Esta rivalidade competitiva, em um jogo sem fim carente de regras, conduz, como diz mais adiante o mesmo autor, ao embate e à escalada simétrica, no qual as duas partes tratam de ganhar o controle da relação, mas nos quais não existem critérios bem definidos e acordos mútuos para determinar no que consiste ter alcançado esse objetivo. Interessante proposta. Já não somente dizemos que não existem regras definidas para determinar quem é o vencedor de cada jogada, senão que não tem tampouco para decidir que o objetivo buscado, o poder e o controle da relação, foi obtido.

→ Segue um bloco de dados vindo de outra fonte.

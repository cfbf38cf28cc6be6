//! Intel oneAPI Level Zero runtime probe.

use std::ffi::{c_void, CStr};

use strata_accel_core::{BackendType, DynLib};

use crate::probe::ProbeReport;

const LIBRARIES: &[&CStr] = &[c"libze_loader.so.1", c"libze_loader.so", c"ze_loader.dll"];

const ZE_RESULT_SUCCESS: i32 = 0;
const ZE_INIT_FLAG_GPU_ONLY: u32 = 1;

type Handle = *mut c_void;
type FnInit = unsafe extern "C" fn(flags: u32) -> i32;
type FnDriverGet = unsafe extern "C" fn(count: *mut u32, drivers: *mut Handle) -> i32;
type FnDeviceGet = unsafe extern "C" fn(driver: Handle, count: *mut u32, devices: *mut Handle) -> i32;

fn try_probe() -> Result<ProbeReport, String> {
    let lib = DynLib::open_first(LIBRARIES)?;
    let init: FnInit = load_sym!(lib, c"zeInit");
    let driver_get: FnDriverGet = load_sym!(lib, c"zeDriverGet");
    let device_get: FnDeviceGet = load_sym!(lib, c"zeDeviceGet");

    let rc = unsafe { init(ZE_INIT_FLAG_GPU_ONLY) };
    if rc != ZE_RESULT_SUCCESS {
        return Ok(ProbeReport::found(BackendType::OneApi, lib.name(), Vec::new())
            .with_detail(format!("zeInit failed with {:#x}", rc)));
    }

    let mut drivers_n = 0u32;
    let mut drivers = Vec::new();
    if unsafe { driver_get(&mut drivers_n, std::ptr::null_mut()) } == ZE_RESULT_SUCCESS && drivers_n > 0 {
        drivers = vec![std::ptr::null_mut(); drivers_n as usize];
        if unsafe { driver_get(&mut drivers_n, drivers.as_mut_ptr()) } != ZE_RESULT_SUCCESS {
            drivers.clear();
        }
    }

    let mut names = Vec::new();
    for (d, driver) in drivers.into_iter().enumerate() {
        let mut n = 0u32;
        if unsafe { device_get(driver, &mut n, std::ptr::null_mut()) } == ZE_RESULT_SUCCESS {
            names.extend((0..n).map(|i| format!("Level Zero driver {} device {}", d, i)));
        }
    }
    Ok(ProbeReport::found(BackendType::OneApi, lib.name(), names)
        .with_detail("runtime detected; no Level Zero compute pipeline in this build"))
}

/// Probe the Level Zero loader.
pub fn probe() -> ProbeReport {
    try_probe().unwrap_or_else(|e| ProbeReport::absent(BackendType::OneApi, e))
}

Perfeita situação para um jogo sem fim, já que se não se sabe quando se ganhou ou perdeu, somente pode obter-se a vitória por desistência do oponente, pelo reconhecimento explícito de um dos jogadores de que “não posso ganhar”, nunca por uma acumulação de jogadas que nem se sabe se são vitoriosas, nem se conduzem ao objetivo supostamente buscado.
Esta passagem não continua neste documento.